I spent an interesting hour yesterday in the offices of the Royal National Institute of Blind People, talking ‘down the line’ to half a dozen or so members of a group of blind or partially sighted people about my work as a writer. Most had some awareness of my books through various audio or large print versions, others from radio and – going back a little – from television. Fay, now in her early 80s and a retired probation officer, had read only one – In a True Light – and found it compulsive. She liked the way the different parts of the story commented on one another [it moves between New York and London in the late-50s and the present] and she liked the style. Laconic, that was how she described it. Laconic. Well, I can live with that.

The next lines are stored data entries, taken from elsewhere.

use std::sync::Arc;

use crate::models::{
    EntityExtractor, EntityRecognizer, PairScorer, QaEvaluator, QuestionModel, T5QuestionModel,
};
use crate::pipeline::QuestionGenerator;

/// Shared handler state: one generator for every request.
pub struct HandlerState<G = T5QuestionModel, S = QaEvaluator, N = EntityExtractor>
where
    G: QuestionModel + 'static,
    S: PairScorer + 'static,
    N: EntityRecognizer + 'static,
{
    pub generator: Arc<QuestionGenerator<G, S, N>>,
}

impl<G, S, N> Clone for HandlerState<G, S, N>
where
    G: QuestionModel + 'static,
    S: PairScorer + 'static,
    N: EntityRecognizer + 'static,
{
    fn clone(&self) -> Self {
        Self {
            generator: Arc::clone(&self.generator),
        }
    }
}

impl<G, S, N> HandlerState<G, S, N>
where
    G: QuestionModel + 'static,
    S: PairScorer + 'static,
    N: EntityRecognizer + 'static,
{
    pub fn new(generator: Arc<QuestionGenerator<G, S, N>>) -> Self {
        Self { generator }
    }
}
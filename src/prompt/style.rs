use std::fmt;
use std::str::FromStr;

use super::PromptError;

/// Which prompt-construction modes run.
#[derive(Debug, Clone, Copy, Default, PartialEq, Eq)]
pub enum AnswerStyle {
    /// Sentence prompts followed by entity prompts.
    #[default]
    All,
    /// Whole sentences as answers.
    Sentences,
    /// Named entities as answers, with distractors.
    MultipleChoice,
}

impl AnswerStyle {
    /// Returns `true` when sentence prompts are built.
    pub fn includes_sentences(self) -> bool {
        matches!(self, AnswerStyle::All | AnswerStyle::Sentences)
    }

    /// Returns `true` when entity prompts are built.
    pub fn includes_multiple_choice(self) -> bool {
        matches!(self, AnswerStyle::All | AnswerStyle::MultipleChoice)
    }

    pub fn as_str(self) -> &'static str {
        match self {
            AnswerStyle::All => "all",
            AnswerStyle::Sentences => "sentences",
            AnswerStyle::MultipleChoice => "multiple_choice",
        }
    }
}

impl FromStr for AnswerStyle {
    type Err = PromptError;

    fn from_str(s: &str) -> Result<Self, Self::Err> {
        match s {
            "all" => Ok(AnswerStyle::All),
            "sentences" => Ok(AnswerStyle::Sentences),
            "multiple_choice" => Ok(AnswerStyle::MultipleChoice),
            other => Err(PromptError::invalid_style(other)),
        }
    }
}

impl fmt::Display for AnswerStyle {
    fn fmt(&self, f: &mut fmt::Formatter<'_>) -> fmt::Result {
        f.write_str(self.as_str())
    }
}
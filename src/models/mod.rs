//! Model wrappers and shared model utilities.
//!
//! - [`generator`] turns prompts into questions (T5).
//! - [`evaluator`] scores (question, answer) pairs (BERT classifier).
//! - [`ner`] finds typed entity spans for multiple-choice items.
//!
//! Each wrapper runs in a deterministic stub mode when no model path is set.

/// BERT sequence/token classifier heads.
pub mod bert;
/// Device selection (CPU / Metal / CUDA).
pub mod device;
mod error;
/// QA pair evaluator.
pub mod evaluator;
/// Question generation model.
pub mod generator;
/// Named-entity recognition.
pub mod ner;
/// Pipeline-facing model traits.
pub mod traits;
/// Tokenizer/model loading helpers.
pub mod utils;

#[cfg(any(test, feature = "mock"))]
pub mod mock;

pub use device::{DevicePreference, select_device};
pub use error::ModelError;
pub use evaluator::{EvaluatorConfig, EvaluatorError, QaEvaluator, score_pairs};
pub use generator::{GeneratorConfig, GeneratorError, T5QuestionModel};
pub use ner::{EntityExtractor, NerConfig, NerError};
pub use traits::{EntityRecognizer, PairScorer, QuestionModel, TokenCounter};

#[cfg(any(test, feature = "mock"))]
pub use mock::{MockEntityRecognizer, MockPairScorer, MockQuestionModel};
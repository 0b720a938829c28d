use crate::prompt::AnswerStyle;

/// Options for [`QuestionGenerator::generate`](super::QuestionGenerator::generate).
#[derive(Debug, Clone, Copy, PartialEq, Eq)]
pub struct GenerateOptions {
    /// Rank pairs with the evaluator. Default: `true`.
    pub use_evaluator: bool,
    /// Number of ranked pairs; `None` ranks the default top 10.
    /// Ignored when the evaluator is off.
    pub num_questions: Option<usize>,
    /// Prompt modes to run. Default: [`AnswerStyle::All`].
    pub answer_style: AnswerStyle,
    /// Score multiple-choice pairs by their correct choice so they can be
    /// ranked. Default: `false` (only textual answers are ranked).
    pub score_multiple_choice: bool,
}

impl Default for GenerateOptions {
    fn default() -> Self {
        Self {
            use_evaluator: true,
            num_questions: None,
            answer_style: AnswerStyle::All,
            score_multiple_choice: false,
        }
    }
}

impl GenerateOptions {
    pub fn new() -> Self {
        Self::default()
    }

    pub fn with_evaluator(mut self, use_evaluator: bool) -> Self {
        self.use_evaluator = use_evaluator;
        self
    }

    pub fn with_num_questions(mut self, num_questions: usize) -> Self {
        self.num_questions = Some(num_questions);
        self
    }

    pub fn with_answer_style(mut self, answer_style: AnswerStyle) -> Self {
        self.answer_style = answer_style;
        self
    }

    pub fn with_score_multiple_choice(mut self, score_multiple_choice: bool) -> Self {
        self.score_multiple_choice = score_multiple_choice;
        self
    }
}
//! HTTP client helpers for tests.

use quizgen::gateway::QuestionsResponse;
use serde::Deserialize;
use std::time::Duration;

const DEFAULT_TIMEOUT: Duration = Duration::from_secs(10);

pub struct TestClient {
    client: reqwest::Client,
    base_url: String,
}

#[derive(Debug, thiserror::Error)]
pub enum TestClientError {
    #[error("request failed: {0}")]
    Request(#[from] reqwest::Error),
    #[error("bad request: {0}")]
    BadRequest(String),
    #[error("unexpected status {0}: {1}")]
    UnexpectedStatus(u16, String),
}

#[derive(Debug, Deserialize)]
pub struct HealthResponse {
    pub status: String,
}

#[derive(Debug, Deserialize)]
pub struct ReadyResponse {
    pub status: String,
    pub components: serde_json::Value,
}

impl TestClient {
    pub fn new(base_url: impl Into<String>) -> Self {
        let client = reqwest::Client::builder()
            .timeout(DEFAULT_TIMEOUT)
            .build()
            .expect("Failed to create HTTP client");

        Self {
            client,
            base_url: base_url.into(),
        }
    }

    fn url(&self, path: &str) -> String {
        let path = path.trim_start_matches('/');
        format!("{}/{}", self.base_url, path)
    }

    /// Posts to `/v1/questions`; returns the body and the `X-Quizgen-Status` header.
    pub async fn questions(
        &self,
        body: serde_json::Value,
    ) -> Result<(QuestionsResponse, String), TestClientError> {
        let resp = self
            .client
            .post(self.url("/v1/questions"))
            .header("Content-Type", "application/json")
            .json(&body)
            .send()
            .await?;

        let status_header = resp
            .headers()
            .get("x-quizgen-status")
            .and_then(|h| h.to_str().ok())
            .unwrap_or("unknown")
            .to_string();

        match resp.status().as_u16() {
            200 => Ok((resp.json().await?, status_header)),
            400 | 422 => Err(TestClientError::BadRequest(resp.text().await?)),
            status => {
                let body = resp.text().await.unwrap_or_default();
                Err(TestClientError::UnexpectedStatus(status, body))
            }
        }
    }

    pub async fn health(&self) -> Result<HealthResponse, TestClientError> {
        let resp = self.client.get(self.url("/healthz")).send().await?;

        if resp.status().is_success() {
            Ok(resp.json().await?)
        } else {
            let status = resp.status().as_u16();
            let body = resp.text().await.unwrap_or_default();
            Err(TestClientError::UnexpectedStatus(status, body))
        }
    }

    pub async fn ready(&self) -> Result<ReadyResponse, TestClientError> {
        let resp = self.client.get(self.url("/ready")).send().await?;

        if resp.status().is_success() {
            Ok(resp.json().await?)
        } else {
            let status = resp.status().as_u16();
            let body = resp.text().await.unwrap_or_default();
            Err(TestClientError::UnexpectedStatus(status, body))
        }
    }
}
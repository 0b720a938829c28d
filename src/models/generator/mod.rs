//! Question generation model (T5 encoder-decoder, greedy decoding).
//!
//! Use [`GeneratorConfig::stub`] for tests/examples without model files.

pub mod config;
pub mod error;


pub use config::GeneratorConfig;
pub use error::GeneratorError;

use candle_core::{DType, Device, Tensor, D};
use candle_nn::VarBuilder;
use candle_transformers::models::t5::{self, T5ForConditionalGeneration};
use parking_lot::Mutex;
use tokenizers::Tokenizer;
use tracing::{debug, info, warn};

use crate::constants::{ANSWER_TOKEN, CONTEXT_TOKEN};
use crate::models::traits::{QuestionModel, TokenCounter};
use crate::models::utils::{load_tokenizer, missing_model_file, truncating, unbounded};

struct T5Backend {
    model: Mutex<T5ForConditionalGeneration>,
    /// Truncates to `seq_len` without padding; used for prompts.
    prompt_tokenizer: Tokenizer,
    /// No truncation or padding; used for length measurement and decoding.
    raw_tokenizer: Tokenizer,
    decoder_start_token_id: u32,
    eos_token_id: u32,
    use_cache: bool,
}

/// Generates one question per prompt (supports stub mode).
pub struct T5QuestionModel {
    device: Device,
    config: GeneratorConfig,
    backend: Option<T5Backend>,
}

impl std::fmt::Debug for T5QuestionModel {
    fn fmt(&self, f: &mut std::fmt::Formatter<'_>) -> std::fmt::Result {
        f.debug_struct("T5QuestionModel")
            .field("device", &format!("{:?}", self.device))
            .field("config", &self.config)
            .field("model_loaded", &self.backend.is_some())
            .finish()
    }
}

impl T5QuestionModel {
    /// Loads the model on an already resolved device.
    pub fn load(config: GeneratorConfig, device: Device) -> Result<Self, GeneratorError> {
        if let Err(msg) = config.validate() {
            return Err(GeneratorError::InvalidConfig { reason: msg });
        }

        let Some(model_path) = config.model_path.clone() else {
            warn!("No question model path configured, operating in stub mode");
            return Ok(Self {
                device,
                config,
                backend: None,
            });
        };

        if !model_path.exists() {
            return Err(GeneratorError::ModelNotFound { path: model_path });
        }
        if let Some(missing) = missing_model_file(&model_path) {
            return Err(GeneratorError::ModelLoadFailed {
                reason: format!("Missing {} in {}", missing, model_path.display()),
            });
        }

        info!(
            model_path = %model_path.display(),
            seq_len = config.seq_len,
            max_question_tokens = config.max_question_tokens,
            "Loading question generation model"
        );

        let config_content = std::fs::read_to_string(model_path.join("config.json"))?;
        let t5_config: t5::Config = serde_json::from_str(&config_content).map_err(|e| {
            GeneratorError::ModelLoadFailed {
                reason: format!("Failed to parse config: {}", e),
            }
        })?;

        // SAFETY: the weights file is not modified while the model is alive.
        let vb = unsafe {
            VarBuilder::from_mmaped_safetensors(
                &[model_path.join("model.safetensors")],
                DType::F32,
                &device,
            )?
        };
        let model = T5ForConditionalGeneration::load(vb, &t5_config).map_err(|e| {
            GeneratorError::ModelLoadFailed {
                reason: format!("Failed to load T5 model: {}", e),
            }
        })?;

        let tokenizer = load_tokenizer(&model_path).map_err(|e| GeneratorError::ModelLoadFailed {
            reason: format!("Failed to load tokenizer: {}", e),
        })?;
        let prompt_tokenizer = truncating(&tokenizer, config.seq_len)?;
        let raw_tokenizer = unbounded(&tokenizer)?;

        let decoder_start_token_id = t5_config
            .decoder_start_token_id
            .unwrap_or(t5_config.pad_token_id) as u32;

        info!("Question generation model loaded successfully");

        Ok(Self {
            device,
            config,
            backend: Some(T5Backend {
                model: Mutex::new(model),
                prompt_tokenizer,
                raw_tokenizer,
                decoder_start_token_id,
                eos_token_id: t5_config.eos_token_id as u32,
                use_cache: t5_config.use_cache,
            }),
        })
    }

    /// Creates a stub model on the CPU.
    pub fn stub() -> Result<Self, GeneratorError> {
        Self::load(GeneratorConfig::stub(), Device::Cpu)
    }

    pub fn config(&self) -> &GeneratorConfig {
        &self.config
    }

    pub fn device(&self) -> &Device {
        &self.device
    }

    fn generate_with_model(&self, backend: &T5Backend, prompt: &str) -> Result<String, GeneratorError> {
        let encoding = backend
            .prompt_tokenizer
            .encode(prompt, true)
            .map_err(|e| GeneratorError::TokenizationFailed {
                reason: e.to_string(),
            })?;
        let input_ids = Tensor::new(encoding.get_ids(), &self.device)?.unsqueeze(0)?;

        let mut model = backend.model.lock();
        model.clear_kv_cache();
        let encoder_output = model.encode(&input_ids)?;

        let mut output_ids: Vec<u32> = vec![backend.decoder_start_token_id];
        for step in 0..self.config.max_question_tokens {
            let decoder_input = if step == 0 || !backend.use_cache {
                Tensor::new(output_ids.as_slice(), &self.device)?.unsqueeze(0)?
            } else {
                let last = output_ids[output_ids.len() - 1];
                Tensor::new(&[last], &self.device)?.unsqueeze(0)?
            };

            let logits = model.decode(&decoder_input, &encoder_output)?.squeeze(0)?;
            let next = logits.argmax(D::Minus1)?.to_scalar::<u32>()?;
            if next == backend.eos_token_id {
                break;
            }
            output_ids.push(next);
        }
        model.clear_kv_cache();
        drop(model);

        backend
            .raw_tokenizer
            .decode(&output_ids[1..], true)
            .map(|q| q.trim().to_string())
            .map_err(|e| GeneratorError::TokenizationFailed {
                reason: e.to_string(),
            })
    }

    fn generate_stub(&self, prompt: &str) -> String {
        let span = prompt_answer_span(prompt).unwrap_or(prompt);
        let span = span.trim().trim_end_matches(['.', '!', '?']).trim();
        format!("What does the passage say about {}?", span)
    }
}

impl TokenCounter for T5QuestionModel {
    fn count_tokens(&self, text: &str) -> Result<usize, GeneratorError> {
        match &self.backend {
            Some(backend) => backend
                .raw_tokenizer
                .encode(text, true)
                .map(|enc| enc.len())
                .map_err(|e| GeneratorError::TokenizationFailed {
                    reason: e.to_string(),
                }),
            // Words plus the end-of-sequence marker.
            None => Ok(text.split_whitespace().count() + 1),
        }
    }
}

impl QuestionModel for T5QuestionModel {
    fn generate_question(&self, prompt: &str) -> Result<String, GeneratorError> {
        debug!(
            prompt_len = prompt.len(),
            model_loaded = self.backend.is_some(),
            "Generating question"
        );

        match &self.backend {
            Some(backend) => self.generate_with_model(backend, prompt),
            None => Ok(self.generate_stub(prompt)),
        }
    }

    fn is_model_loaded(&self) -> bool {
        self.backend.is_some()
    }
}

/// Returns the text between the answer and context sentinels of a prompt.
pub fn prompt_answer_span(prompt: &str) -> Option<&str> {
    let start = prompt.find(ANSWER_TOKEN)? + ANSWER_TOKEN.len();
    let rest = &prompt[start..];
    let end = rest.find(CONTEXT_TOKEN).unwrap_or(rest.len());
    Some(rest[..end].trim())
}
use std::path::PathBuf;
use thiserror::Error;

#[derive(Debug, Error)]
pub enum EvaluatorError {
    #[error("evaluator model not found at path: {path}")]
    ModelNotFound { path: PathBuf },

    #[error("failed to load evaluator model: {reason}")]
    ModelLoadFailed { reason: String },

    #[error("evaluator inference failed: {reason}")]
    InferenceFailed { reason: String },

    #[error("tokenization failed: {reason}")]
    TokenizationFailed { reason: String },

    #[error("invalid evaluator configuration: {reason}")]
    InvalidConfig { reason: String },

    /// The pair cannot be scored (e.g. a multiple-choice answer).
    #[error("invalid scoring input: {reason}")]
    InvalidInput { reason: String },
}

impl From<candle_core::Error> for EvaluatorError {
    fn from(err: candle_core::Error) -> Self {
        EvaluatorError::InferenceFailed {
            reason: err.to_string(),
        }
    }
}

impl From<std::io::Error> for EvaluatorError {
    fn from(err: std::io::Error) -> Self {
        EvaluatorError::ModelLoadFailed {
            reason: err.to_string(),
        }
    }
}
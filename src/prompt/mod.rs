//! Prompt construction for the question model.
//!
//! Every prompt has the form `<answer> {span} <context> {context}`. Sentence
//! prompts use each sentence of a segment with the segment as context; entity
//! prompts use each recognised entity with its sentence as context and carry a
//! multiple-choice answer.

mod choices;
mod error;
mod style;


pub use choices::build_choices;
pub use error::PromptError;
pub use style::AnswerStyle;

use rand::Rng;

use crate::constants::{ANSWER_TOKEN, CONTEXT_TOKEN};
use crate::qa::{Answer, EntitySpan, QgInput};
use crate::text::{Segment, split_sentences};

/// Formats a question-generation prompt.
pub fn format_prompt(answer: &str, context: &str) -> String {
    format!("{ANSWER_TOKEN} {answer} {CONTEXT_TOKEN} {context}")
}

/// One prompt per sentence of each segment, segment order then sentence order.
pub fn sentence_inputs(segments: &[Segment]) -> Vec<QgInput> {
    segments
        .iter()
        .flat_map(|segment| {
            split_sentences(&segment.text)
                .into_iter()
                .map(move |sentence| QgInput {
                    prompt: format_prompt(&sentence, &segment.text),
                    answer: Answer::Sentence(sentence),
                })
        })
        .collect()
}

/// One prompt per entity of each sentence.
///
/// `entities[i]` holds the spans recognised in `sentences[i]`. Distractors
/// are drawn from every span of every sentence.
pub fn entity_inputs<R: Rng + ?Sized>(
    sentences: &[String],
    entities: &[Vec<EntitySpan>],
    rng: &mut R,
) -> Vec<QgInput> {
    let pool: Vec<EntitySpan> = entities.iter().flatten().cloned().collect();

    let mut inputs = Vec::new();
    for (sentence, spans) in sentences.iter().zip(entities) {
        for span in spans {
            inputs.push(QgInput {
                prompt: format_prompt(&span.text, sentence),
                answer: Answer::MultipleChoice(build_choices(span, &pool, rng)),
            });
        }
    }
    inputs
}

They let Sloane out of prison three days short of his sixtieth birthday.
That’s how it begins.
First published in 2001, and a break from the sequence of 10 Resnick novels that began with Lonely Hearts in 1989 and finished [for good and all, I thought at the time] with Last Rites in 1998, In a True Light sought to move away from Nottingham and the police procedural [though it does feature two New York cops – Catherine Vargas & John Cherry – of whom I’m very fond] to new locations and a broader range of subject matter. I’d been interested for some little time in the abstract expressionist paintings of such artists as Joan Mitchell and Helen Frankenthaler, who first came to prominence in the 50s, and this, I thought, would give me the opportunity to explore that interest further. The list of works consulted was far longer than previously; longer than it would be until, years later, I researched the Miners’ Strike for the 12th and final Resnick novel, Darkness, Darkness.
The story of In a True Light is straightforward enough. When Sloane, a painter, is released from prison in London, where he has been serving time for forgery, he goes to New York in search of the daughter, Connie, a jazz singer, from whom he has become estranged [sound familiar?] and who is involved with a violent man – Delaney – whom the police suspect of murder. One back in New York, he remembers being there as a struggling young artist and the brief but fiery affair he had with an established painter, Jane Graham, who he learns is slowly dying.
To be honest, I’ve never been totally convinced how well the book ‘works’, how effectively (believably?) those sections dealing with Delaney, his violence and his connections with the Mob, merge with the rest. But some readers don’t seem to have that problem; like Fay they like it a lot.
As did Michael Connelly …
In In a True Light he is at his very best. It’s a crime story, sure, but it’s also a larger story about redemption and consequences set to the beat of the human heart.
And this comes from the reviewer (Marcel Berlins?) in The Times …
At one level this is the story of Sloane’s attempt to save his daughter from the criminal world in which she has become trapped. It is also a sensitive and moving study of ambivalent fatherhood, an unsparing portrait of an artist, and an atmospheric look at the bohemian New York of the late Fifties.
Perhaps I shouldn’t be some hard on myself, hard on the book?
One of my favourite passages is a description of Thelonious Monk playing piano at the Five Spot, which I refashioned as a poem and was recently published in Aslant, so I won’t repeat it here.
Instead, here’s the young Sloane calling, unannounced, at Jane Graham’s studio, and being allowed to watch her work …
“OK,’ she said, stepping back. ‘Come in. Come in and sit over there.’ Pointing to the far side of the room. ‘Sit there and don’t say a word,’
So Sloane sat for almost two hours, shifting his weight from side to side, from one buttock to the other, slowly stretching his legs. then drawing them up to his chest, as Jane, blanking him out, worked on her painting, moving, moving, rarely still, pacing, walking back and forth, in then out, close and away. The wide canvas stretched across its heavy wooden frame and stapled fast, covered then with white paint applied in broad strokes, a white, stippled ground upon which she was adding blocks of colour, gradations of alternating blue and yellow shading down to mauve and orange, their edges blurred and softened with a swab of cloth soaked in turpentine, each balanced in relation to what was immediately above and below, and to the painting as a whole.
Jane darting quickly forward now, a fast sweep of brush from right to left, a slash of darkling, curving red; and then another, finer, ending in a filigree of scarlet flecks like tracks in snow.
And Sloane, watching, in thrall, as the painting grew, took on a life, each element held in tension with the rest but all, somehow, and this the real art, the artistry, in harmony. Something he would rarely, if ever, himself achieve. Not like this. Beautiful. Thrilling. The act, the thing, the thing itself.